Para tempos de angústia, afeto. Muito afeto. No bojo da proposta de oferecer ao público uma trilogia no formato vídeo que se desenrolasse sobre esse tema, a primeira iniciativa foi norteada pela palavra "Abraço". Dando prosseguimento ao projeto, a Cia de Dança Palácio das Artes disponibilizou, no último dia 27, em suas redes sociais, o segundo trabalho neste formato, no qual o foco centra-se em um sentimento que vem sendo comungado mundo afora neste período de quarentena: a "Saudade". "Partimos do abraço porque a impossibilidade de contato físico foi o que mais impactou as pessoas no início (da pandemia). Agora, com mais de 70 dias (de quarentena), a saudade aperta, mas não só a de abraçar, de outras coisas também", explica Cristiano Reis, diretor da companhia.
Definido o tema, os bailarinos foram convidados a gravar um vídeo, cada um de sua casa. Mas traduzir o tema "saudade" em movimentos foi um processo que exigiu muita reflexão e discussão. "A saudade é um estado, não um movimento. Então, a primeira coisa que pensamos foi como deixar essa saudade se manifestar no estado corporal", lembra Cristiano Reis. A bailarina Maíra Campos completa: "Foi um superdesafio, porque parte-se de um sentimento abstrato. A gente consegue até falar sobre ele de uma forma mais superficial, mas explicar exatamente, leva um tempo de maturação - e a mesma coisa passar isso para o movimento", prossegue ela, ressalvando que o fato de a Cia de Dança Palácio das Artes já ter uma vivência extensa de transformar sentimentos e sensações em movimento e dança facilitou o processo.
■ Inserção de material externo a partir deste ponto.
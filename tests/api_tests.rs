//! HTTP surface tests, driving the router in-process.

use std::sync::Arc;

use axum::{
    body::{to_bytes, Body},
    http::{header, Method, Request, StatusCode},
    Router,
};
use chrono::{Duration, Utc};
use rust_decimal::Decimal;
use serde_json::{json, Value};
use tower::util::ServiceExt;
use uuid::Uuid;

use gym_server::config::Config;
use gym_server::models::{Member, NewSession, Package, Session};
use gym_server::routes::create_routes;
use gym_server::state::AppState;
use gym_server::store::{GymStore, MemoryStore};

const PT: &str = "Personal Training";

fn app(store: Arc<MemoryStore>) -> Router {
    let config = Config::from_lookup(|_| None);
    create_routes(AppState::new(store, &config), &config)
}

async fn extract_json(response: axum::response::Response) -> Value {
    let bytes = to_bytes(response.into_body(), usize::MAX).await.unwrap();
    serde_json::from_slice(&bytes).unwrap()
}

fn get(uri: &str) -> Request<Body> {
    Request::builder().uri(uri).body(Body::empty()).unwrap()
}

fn send_json(method: Method, uri: &str, body: Value) -> Request<Body> {
    Request::builder()
        .method(method)
        .uri(uri)
        .header(header::CONTENT_TYPE, "application/json")
        .body(Body::from(body.to_string()))
        .unwrap()
}

fn post(uri: &str) -> Request<Body> {
    Request::builder()
        .method(Method::POST)
        .uri(uri)
        .body(Body::empty())
        .unwrap()
}

struct Seeded {
    store: Arc<MemoryStore>,
    member: Member,
    package: Package,
    session: Session,
}

/// One member holding a single personal-training credit, and a
/// one-seat session tomorrow.
async fn seeded(remaining: i32) -> Seeded {
    let store = Arc::new(MemoryStore::new());
    let member = store.add_member("Ana", "ana@example.com", Some("555-0100")).await;
    let package = store
        .add_package("PT single", PT, 1, Decimal::new(4500, 2), None)
        .await;
    store
        .grant_credit(member.id, package.id, remaining, None)
        .await
        .unwrap();
    let start = Utc::now() + Duration::days(1);
    let session = store
        .insert_session(
            &NewSession {
                title: "Strength 1:1".into(),
                package_type: PT.into(),
                trainer_id: None,
                start_time: start,
                end_time: start + Duration::hours(1),
                max_capacity: 1,
            },
            Utc::now(),
        )
        .await
        .unwrap();
    Seeded {
        store,
        member,
        package,
        session,
    }
}

fn booking_body(seeded: &Seeded) -> Value {
    json!({ "member_id": seeded.member.id, "session_id": seeded.session.id })
}

#[tokio::test]
async fn health_reports_ok_with_security_headers() {
    let response = app(Arc::new(MemoryStore::new()))
        .oneshot(get("/health"))
        .await
        .unwrap();

    assert_eq!(response.status(), StatusCode::OK);
    assert_eq!(response.headers()["x-content-type-options"], "nosniff");
    assert_eq!(response.headers()["x-frame-options"], "DENY");
    assert!(response.headers().get("strict-transport-security").is_none());

    let body = extract_json(response).await;
    assert_eq!(body["success"], true);
    assert_eq!(body["data"]["status"], "ok");
}

#[tokio::test]
async fn booking_is_created_and_seat_taken() {
    let seeded = seeded(1).await;
    let app = app(seeded.store.clone());

    let response = app
        .clone()
        .oneshot(send_json(Method::POST, "/api/bookings", booking_body(&seeded)))
        .await
        .unwrap();
    assert_eq!(response.status(), StatusCode::CREATED);
    let body = extract_json(response).await;
    assert_eq!(body["success"], true);
    assert_eq!(body["data"]["status"], "confirmed");
    assert_eq!(body["data"]["session_id"], seeded.session.id.to_string());

    let session = seeded.store.find_session(seeded.session.id).await.unwrap().unwrap();
    assert_eq!(session.current_bookings, 1);

    // The full session no longer shows up for anyone.
    let listed = extract_json(app.clone().oneshot(get("/api/sessions")).await.unwrap()).await;
    assert_eq!(listed["data"], json!([]));

    let uri = format!("/api/members/{}/bookings", seeded.member.id);
    let bookings = extract_json(app.oneshot(get(&uri)).await.unwrap()).await;
    assert_eq!(bookings["data"].as_array().unwrap().len(), 1);
}

#[tokio::test]
async fn exhausted_credit_is_reported_as_conflict() {
    let seeded = seeded(0).await;

    let response = app(seeded.store.clone())
        .oneshot(send_json(Method::POST, "/api/bookings", booking_body(&seeded)))
        .await
        .unwrap();

    assert_eq!(response.status(), StatusCode::CONFLICT);
    let body = extract_json(response).await;
    assert_eq!(body["success"], false);
    assert_eq!(body["error"]["code"], "NO_ELIGIBLE_PACKAGE");
    assert!(seeded.store.session_bookings(seeded.session.id).await.is_empty());
}

#[tokio::test]
async fn second_booking_on_full_session_is_capacity_exceeded() {
    let seeded = seeded(1).await;
    let ben = seeded.store.add_member("Ben", "ben@example.com", None).await;
    seeded
        .store
        .grant_credit(ben.id, seeded.package.id, 1, None)
        .await
        .unwrap();
    let app = app(seeded.store.clone());

    let first = app
        .clone()
        .oneshot(send_json(Method::POST, "/api/bookings", booking_body(&seeded)))
        .await
        .unwrap();
    assert_eq!(first.status(), StatusCode::CREATED);

    let second = app
        .oneshot(send_json(
            Method::POST,
            "/api/bookings",
            json!({ "member_id": ben.id, "session_id": seeded.session.id }),
        ))
        .await
        .unwrap();
    assert_eq!(second.status(), StatusCode::CONFLICT);
    let body = extract_json(second).await;
    assert_eq!(body["error"]["code"], "CAPACITY_EXCEEDED");
    assert_eq!(body["error"]["details"]["session_id"], seeded.session.id.to_string());
}

#[tokio::test]
async fn unknown_session_is_not_found() {
    let seeded = seeded(1).await;

    let response = app(seeded.store.clone())
        .oneshot(send_json(
            Method::POST,
            "/api/bookings",
            json!({ "member_id": seeded.member.id, "session_id": Uuid::new_v4() }),
        ))
        .await
        .unwrap();

    assert_eq!(response.status(), StatusCode::NOT_FOUND);
    assert_eq!(extract_json(response).await["error"]["code"], "NOT_FOUND");
}

#[tokio::test]
async fn booking_options_list_matching_sessions() {
    let seeded = seeded(1).await;
    let uri = format!("/api/members/{}/booking-options", seeded.member.id);

    let response = app(seeded.store.clone()).oneshot(get(&uri)).await.unwrap();

    assert_eq!(response.status(), StatusCode::OK);
    let body = extract_json(response).await;
    assert_eq!(body["data"]["credits"][0]["package_type"], PT);
    assert_eq!(body["data"]["credits"][0]["sessions_remaining"], 1);
    assert_eq!(body["data"]["sessions"][0]["id"], seeded.session.id.to_string());
}

#[tokio::test]
async fn active_members_include_credit_holders() {
    let seeded = seeded(1).await;
    seeded.store.add_member("Cai", "cai@example.com", None).await;

    let response = app(seeded.store.clone())
        .oneshot(get("/api/members/active"))
        .await
        .unwrap();

    let body = extract_json(response).await;
    let members = body["data"].as_array().unwrap();
    assert_eq!(members.len(), 1);
    assert_eq!(members[0]["full_name"], "Ana");
    assert_eq!(members[0]["credits"].as_array().unwrap().len(), 1);
}

#[tokio::test]
async fn session_with_inverted_times_is_rejected() {
    let start = Utc::now() + Duration::days(2);
    let response = app(Arc::new(MemoryStore::new()))
        .oneshot(send_json(
            Method::POST,
            "/api/sessions",
            json!({
                "title": "Backwards",
                "package_type": PT,
                "start_time": start.to_rfc3339(),
                "end_time": (start - Duration::hours(1)).to_rfc3339(),
                "max_capacity": 4,
            }),
        ))
        .await
        .unwrap();

    assert_eq!(response.status(), StatusCode::BAD_REQUEST);
    assert_eq!(extract_json(response).await["error"]["code"], "VALIDATION_ERROR");
}

#[tokio::test]
async fn session_lifecycle_over_http() {
    let store = Arc::new(MemoryStore::new());
    let app = app(store.clone());
    let start = Utc::now() + Duration::days(3);

    let created = app
        .clone()
        .oneshot(send_json(
            Method::POST,
            "/api/sessions",
            json!({
                "title": "Morning flow",
                "package_type": "Yoga",
                "start_time": start.to_rfc3339(),
                "end_time": (start + Duration::hours(1)).to_rfc3339(),
                "max_capacity": 12,
            }),
        ))
        .await
        .unwrap();
    assert_eq!(created.status(), StatusCode::CREATED);
    let session = extract_json(created).await["data"].clone();
    assert_eq!(session["status"], "scheduled");
    assert_eq!(session["current_bookings"], 0);
    let id = session["id"].as_str().unwrap().to_string();

    let updated = app
        .clone()
        .oneshot(send_json(
            Method::PATCH,
            &format!("/api/sessions/{}", id),
            json!({ "max_capacity": 8 }),
        ))
        .await
        .unwrap();
    assert_eq!(updated.status(), StatusCode::OK);
    assert_eq!(extract_json(updated).await["data"]["max_capacity"], 8);

    let cancelled = app
        .clone()
        .oneshot(post(&format!("/api/sessions/{}/cancel", id)))
        .await
        .unwrap();
    assert_eq!(cancelled.status(), StatusCode::OK);
    let body = extract_json(cancelled).await;
    assert_eq!(body["data"]["session"]["status"], "cancelled");
    assert_eq!(body["data"]["cancelled_bookings"], json!([]));

    let again = app
        .oneshot(send_json(
            Method::PATCH,
            &format!("/api/sessions/{}", id),
            json!({ "title": "Evening flow" }),
        ))
        .await
        .unwrap();
    assert_eq!(again.status(), StatusCode::CONFLICT);
    assert_eq!(extract_json(again).await["error"]["code"], "INVALID_STATE");
}

#[tokio::test]
async fn cancel_then_attend_is_rejected() {
    let seeded = seeded(1).await;
    let app = app(seeded.store.clone());

    let booked = app
        .clone()
        .oneshot(send_json(Method::POST, "/api/bookings", booking_body(&seeded)))
        .await
        .unwrap();
    let booking_id = extract_json(booked).await["data"]["id"]
        .as_str()
        .unwrap()
        .to_string();

    let cancelled = app
        .clone()
        .oneshot(post(&format!("/api/bookings/{}/cancel", booking_id)))
        .await
        .unwrap();
    assert_eq!(cancelled.status(), StatusCode::OK);
    assert_eq!(extract_json(cancelled).await["data"]["status"], "cancelled");

    let attend = app
        .oneshot(post(&format!("/api/bookings/{}/attend", booking_id)))
        .await
        .unwrap();
    assert_eq!(attend.status(), StatusCode::CONFLICT);
    assert_eq!(extract_json(attend).await["error"]["code"], "INVALID_STATE");
}

#[tokio::test]
async fn booking_notification_can_be_read() {
    let seeded = seeded(1).await;
    let app = app(seeded.store.clone());
    app.clone()
        .oneshot(send_json(Method::POST, "/api/bookings", booking_body(&seeded)))
        .await
        .unwrap();

    let uri = format!("/api/users/{}/notifications", seeded.member.profile_id);
    let listed = extract_json(app.clone().oneshot(get(&uri)).await.unwrap()).await;
    let notifications = listed["data"].as_array().unwrap();
    assert_eq!(notifications.len(), 1);
    assert_eq!(notifications[0]["kind"], "booking_confirmed");
    assert_eq!(notifications[0]["is_read"], false);
    let id = notifications[0]["id"].as_str().unwrap().to_string();

    let read = app
        .oneshot(post(&format!("/api/notifications/{}/read", id)))
        .await
        .unwrap();
    assert_eq!(read.status(), StatusCode::OK);
    let body = extract_json(read).await;
    assert_eq!(body["data"]["is_read"], true);
    assert!(body["data"]["read_at"].is_string());
}

#[tokio::test]
async fn package_request_round_trip() {
    let seeded = seeded(0).await;
    let app = app(seeded.store.clone());

    let created = app
        .clone()
        .oneshot(send_json(
            Method::POST,
            "/api/package-requests",
            json!({ "member_id": seeded.member.id, "package_id": seeded.package.id }),
        ))
        .await
        .unwrap();
    assert_eq!(created.status(), StatusCode::CREATED);
    let id = extract_json(created).await["data"]["id"]
        .as_str()
        .unwrap()
        .to_string();

    let pending = extract_json(
        app.clone()
            .oneshot(get("/api/package-requests?status=pending"))
            .await
            .unwrap(),
    )
    .await;
    assert_eq!(pending["data"].as_array().unwrap().len(), 1);

    let approved = app
        .clone()
        .oneshot(post(&format!("/api/package-requests/{}/approve", id)))
        .await
        .unwrap();
    assert_eq!(approved.status(), StatusCode::OK);
    let body = extract_json(approved).await;
    assert_eq!(body["data"]["request"]["status"], "approved");
    assert_eq!(body["data"]["credit"]["sessions_remaining"], 1);

    let rejected = app
        .clone()
        .oneshot(post(&format!("/api/package-requests/{}/reject", id)))
        .await
        .unwrap();
    assert_eq!(rejected.status(), StatusCode::CONFLICT);

    // The new credit makes the member bookable.
    let booked = app
        .oneshot(send_json(Method::POST, "/api/bookings", booking_body(&seeded)))
        .await
        .unwrap();
    assert_eq!(booked.status(), StatusCode::CREATED);
}

#[tokio::test]
async fn summary_reports_utilization() {
    let seeded = seeded(1).await;
    let app = app(seeded.store.clone());
    app.clone()
        .oneshot(send_json(Method::POST, "/api/bookings", booking_body(&seeded)))
        .await
        .unwrap();

    let body = extract_json(app.oneshot(get("/api/reports/summary")).await.unwrap()).await;

    assert_eq!(body["data"]["upcoming_sessions"], 1);
    assert_eq!(body["data"]["bookings"]["confirmed"], 1);
    assert_eq!(body["data"]["booked_seats"], 1);
    assert_eq!(body["data"]["utilization"], 1.0);
    assert_eq!(body["data"]["members_with_active_credits"], 0);
}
E já que não haveria encontro físico possível, para dar uma unidade ao processo, algumas medidas foram pensadas. "Estipulamos, por exemplo, algumas cores que poderiam ser usadas para a gravação do vídeo e um objeto comum, que ficou sendo uma cadeira (ou algo de se sentar)", lembra Cristiano. Outra diretriz foi que a edição tentasse atingir um resultado que impactasse uma pessoa comum que visualizasse o vídeo. Ou seja, não precisaria ser necessariamente um bailarino para se conectar à mensagem.
A bailarina Maíra fala de seu próprio processo na gravação do vídeo. "Tentei pensar, sentir e entender como o meu corpo reage a essa sensação de saudade, e ao mesmo tempo raciocinar sobre como poderia de alguma forma representar essa sensação. Tirei os objetos da sala da minha casa, porque entendo que a saudade fala muito da falta, e o ambiente vazio representa isso. E aos poucos fui preenchendo esse lugar com objetos, como se fosse uma metáfora, como se de alguma forma estivesse resgatando esses itens, que poderiam ser sentimentos, sensações materializados em objetos muito banais".
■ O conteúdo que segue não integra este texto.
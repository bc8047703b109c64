use chrono::{DateTime, NaiveDate, Utc};
use rust_decimal::Decimal;
use serde::{Deserialize, Serialize};
use sqlx::FromRow;
use uuid::Uuid;

#[derive(Debug, Clone, Serialize, Deserialize, FromRow)]
pub struct Package {
    pub id: Uuid,
    pub name: String,
    pub package_type: String,
    pub sessions_total: i32,
    pub price: Decimal,
    pub validity_days: Option<i32>,
    pub created_at: DateTime<Utc>,
}

impl Package {
    /// Last valid day of a credit bought from this package on `purchased`.
    pub fn expiry_from(&self, purchased: NaiveDate) -> Option<NaiveDate> {
        self.validity_days
            .and_then(|days| purchased.checked_add_days(chrono::Days::new(days as u64)))
    }
}

#[derive(Debug, Clone, Copy, PartialEq, Eq, Serialize, Deserialize, sqlx::Type)]
#[sqlx(type_name = "credit_status", rename_all = "lowercase")]
#[serde(rename_all = "lowercase")]
pub enum CreditStatus {
    Active,
    Expired,
}

/// A member's purchased package, always read joined with its package
/// definition so callers never deal with partially loaded shapes.
#[derive(Debug, Clone, Serialize, Deserialize, FromRow)]
pub struct PackageCredit {
    pub id: Uuid,
    pub member_id: Uuid,
    pub package_id: Uuid,
    pub package_name: String,
    pub package_type: String,
    pub sessions_total: i32,
    pub sessions_remaining: i32,
    pub status: CreditStatus,
    pub purchased_at: DateTime<Utc>,
    pub expiry_date: Option<NaiveDate>,
}

impl PackageCredit {
    pub fn is_expired_on(&self, today: NaiveDate) -> bool {
        self.expiry_date.is_some_and(|expiry| expiry < today)
    }

    pub fn is_usable_on(&self, today: NaiveDate) -> bool {
        self.status == CreditStatus::Active
            && self.sessions_remaining > 0
            && !self.is_expired_on(today)
    }
}

#[cfg(test)]
mod tests {
    use super::*;

    fn credit(remaining: i32, expiry: Option<NaiveDate>) -> PackageCredit {
        PackageCredit {
            id: Uuid::new_v4(),
            member_id: Uuid::new_v4(),
            package_id: Uuid::new_v4(),
            package_name: "10 x PT".into(),
            package_type: "Personal Training".into(),
            sessions_total: 10,
            sessions_remaining: remaining,
            status: CreditStatus::Active,
            purchased_at: Utc::now(),
            expiry_date: expiry,
        }
    }

    #[test]
    fn expiry_date_is_inclusive() {
        let day = NaiveDate::from_ymd_opt(2025, 3, 1).unwrap();
        let c = credit(3, Some(day));
        assert!(c.is_usable_on(day));
        assert!(!c.is_usable_on(day.succ_opt().unwrap()));
    }

    #[test]
    fn exhausted_credit_is_not_usable() {
        let today = NaiveDate::from_ymd_opt(2025, 3, 1).unwrap();
        assert!(!credit(0, None).is_usable_on(today));
    }

    #[test]
    fn expiry_from_adds_validity_days() {
        let package = Package {
            id: Uuid::new_v4(),
            name: "Monthly".into(),
            package_type: "Group Class".into(),
            sessions_total: 8,
            price: Decimal::new(4999, 2),
            validity_days: Some(30),
            created_at: Utc::now(),
        };
        let bought = NaiveDate::from_ymd_opt(2025, 1, 10).unwrap();
        assert_eq!(
            package.expiry_from(bought),
            NaiveDate::from_ymd_opt(2025, 2, 9)
        );
    }
}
Ela também fala do material resultante: 'As pessoas falaram da saudade de formas muito diferentes. Mesmo a gente sendo da mesma companhia, tendo essa unidade, percebe que cada um fala de uma forma muito própria - e muito bonita. A maioria gravou de casa ou de um lugar muito próximo a ela, e isso é muito lindo, pois convida o público a entrar na intimidade de cada um. Estão falando de um lugar que já está carregado de sensações e intimidades", compreende.
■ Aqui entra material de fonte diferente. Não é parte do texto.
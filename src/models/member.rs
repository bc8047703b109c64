use chrono::{DateTime, Utc};
use serde::{Deserialize, Serialize};
use sqlx::FromRow;
use uuid::Uuid;

use super::package::PackageCredit;

/// A `members` row joined with its profile.
#[derive(Debug, Clone, Serialize, Deserialize, FromRow)]
pub struct Member {
    pub id: Uuid,
    pub profile_id: Uuid,
    pub full_name: String,
    pub email: String,
    pub phone: Option<String>,
    pub joined_at: DateTime<Utc>,
}

#[derive(Debug, Clone, Serialize)]
pub struct MemberCredits {
    #[serde(flatten)]
    pub member: Member,
    pub credits: Vec<PackageCredit>,
}
use axum::http::{HeaderName, HeaderValue, Request, Response};
use std::{
    sync::Arc,
    task::{Context, Poll},
};
use tower::{Layer, Service};

use super::Config;

const HSTS_VALUE: &str = "max-age=31536000; includeSubDomains";

fn base_headers() -> Vec<(HeaderName, HeaderValue)> {
    vec![
        (
            HeaderName::from_static("x-content-type-options"),
            HeaderValue::from_static("nosniff"),
        ),
        (
            HeaderName::from_static("x-frame-options"),
            HeaderValue::from_static("DENY"),
        ),
        (
            HeaderName::from_static("content-security-policy"),
            HeaderValue::from_static("default-src 'none'; frame-ancestors 'none'"),
        ),
        (
            HeaderName::from_static("referrer-policy"),
            HeaderValue::from_static("strict-origin-when-cross-origin"),
        ),
        (
            HeaderName::from_static("permissions-policy"),
            HeaderValue::from_static("geolocation=(), microphone=(), camera=()"),
        ),
        (
            HeaderName::from_static("cache-control"),
            HeaderValue::from_static("no-store"),
        ),
    ]
}

/// Stamps a fixed set of security headers on every response.
#[derive(Clone)]
pub struct SecurityHeadersLayer {
    headers: Arc<[(HeaderName, HeaderValue)]>,
}

impl SecurityHeadersLayer {
    pub fn new(include_hsts: bool) -> Self {
        let mut headers = base_headers();
        if include_hsts {
            headers.push((
                HeaderName::from_static("strict-transport-security"),
                HeaderValue::from_static(HSTS_VALUE),
            ));
        }
        Self {
            headers: headers.into(),
        }
    }

    #[cfg(test)]
    fn includes(&self, name: &str) -> bool {
        self.headers.iter().any(|(header, _)| header == name)
    }
}

impl<S> Layer<S> for SecurityHeadersLayer {
    type Service = SecurityHeadersService<S>;

    fn layer(&self, inner: S) -> Self::Service {
        SecurityHeadersService {
            inner,
            headers: Arc::clone(&self.headers),
        }
    }
}

#[derive(Clone)]
pub struct SecurityHeadersService<S> {
    inner: S,
    headers: Arc<[(HeaderName, HeaderValue)]>,
}

impl<S, ReqBody, ResBody> Service<Request<ReqBody>> for SecurityHeadersService<S>
where
    S: Service<Request<ReqBody>, Response = Response<ResBody>>,
{
    type Response = S::Response;
    type Error = S::Error;
    type Future = SecurityHeadersFuture<S::Future>;

    fn poll_ready(&mut self, cx: &mut Context<'_>) -> Poll<Result<(), Self::Error>> {
        self.inner.poll_ready(cx)
    }

    fn call(&mut self, request: Request<ReqBody>) -> Self::Future {
        SecurityHeadersFuture {
            future: self.inner.call(request),
            headers: Arc::clone(&self.headers),
        }
    }
}

#[pin_project::pin_project]
pub struct SecurityHeadersFuture<F> {
    #[pin]
    future: F,
    headers: Arc<[(HeaderName, HeaderValue)]>,
}

impl<F, ResBody, E> std::future::Future for SecurityHeadersFuture<F>
where
    F: std::future::Future<Output = Result<Response<ResBody>, E>>,
{
    type Output = Result<Response<ResBody>, E>;

    fn poll(self: std::pin::Pin<&mut Self>, cx: &mut Context<'_>) -> Poll<Self::Output> {
        let this = self.project();
        let mut response = match this.future.poll(cx) {
            Poll::Ready(Ok(response)) => response,
            other => return other,
        };

        let target = response.headers_mut();
        for (name, value) in this.headers.iter() {
            target.insert(name.clone(), value.clone());
        }
        Poll::Ready(Ok(response))
    }
}

pub fn create_security_headers_layer(config: &Config) -> SecurityHeadersLayer {
    if config.production {
        tracing::info!("Security: HSTS header enabled (production mode)");
    } else {
        tracing::info!("Security: HSTS header disabled (development mode)");
    }
    SecurityHeadersLayer::new(config.production)
}

#[cfg(test)]
mod tests {
    use super::*;

    #[test]
    fn hsts_only_in_production() {
        let layer = SecurityHeadersLayer::new(false);
        assert!(!layer.includes("strict-transport-security"));
        assert!(layer.includes("x-frame-options"));

        let layer = SecurityHeadersLayer::new(true);
        assert!(layer.includes("strict-transport-security"));
    }

    #[test]
    fn config_drives_hsts() {
        let config = Config::from_lookup(|key| (key == "RUST_ENV").then(|| "production".into()));
        assert!(create_security_headers_layer(&config).includes("strict-transport-security"));
    }
}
Cristiano completa: "Quando o bailarino é desafiado a dar movimento a esse estado (de saudade), cada um pode chegar a movimentos muitos próprios, específicos, mas também percebemos que houve muitos comuns. Sem eles (dançarinos) terem uma partitura igual, cada um se movendo livremente".
No processo de edição, foi importante entender onde estavam as conexões e semelhanças, e também as diferenças, e saber jogar com isso, criando pequenas narrativas. A trilha também teve um papel importante nesta história, e a incumbência foi dada a Dan Maia. "Mas a gente teve ainda a ideia de que os bailarinos fizessem uma pergunta a seus amigos e parentes, para ser respondida por áudio de whatsapp. A pergunta era: 'Do que ou de quem essas pessoas estavam com saudades'. E esses áudios também entraram na trilha. Assim, tem vozes de mãe, sobrinhos, parentes e amigos de cada bailarino", diz Cristiano.
Ele confessa não saber qual será o tema que vai encerrar com chave de ouro a trilogia. "Vamos começar a discutir na semana que vem. Mas quem sabe não vamos falar de sair do ninho e voltar ao mundo. Será? Como a ideia é falar do momento, vamos ter que ir a cada dia decidindo, mas espero que seja de fato algo relativo a um retorno ao mundo, às atividades normais. Não sei, o futuro ao universo pertence", conclui Reis.
Em tempo: a "Trilogia dos Afetos" integra o projeto Palácio em sua Companhia, da Fundação Clóvis Salgado.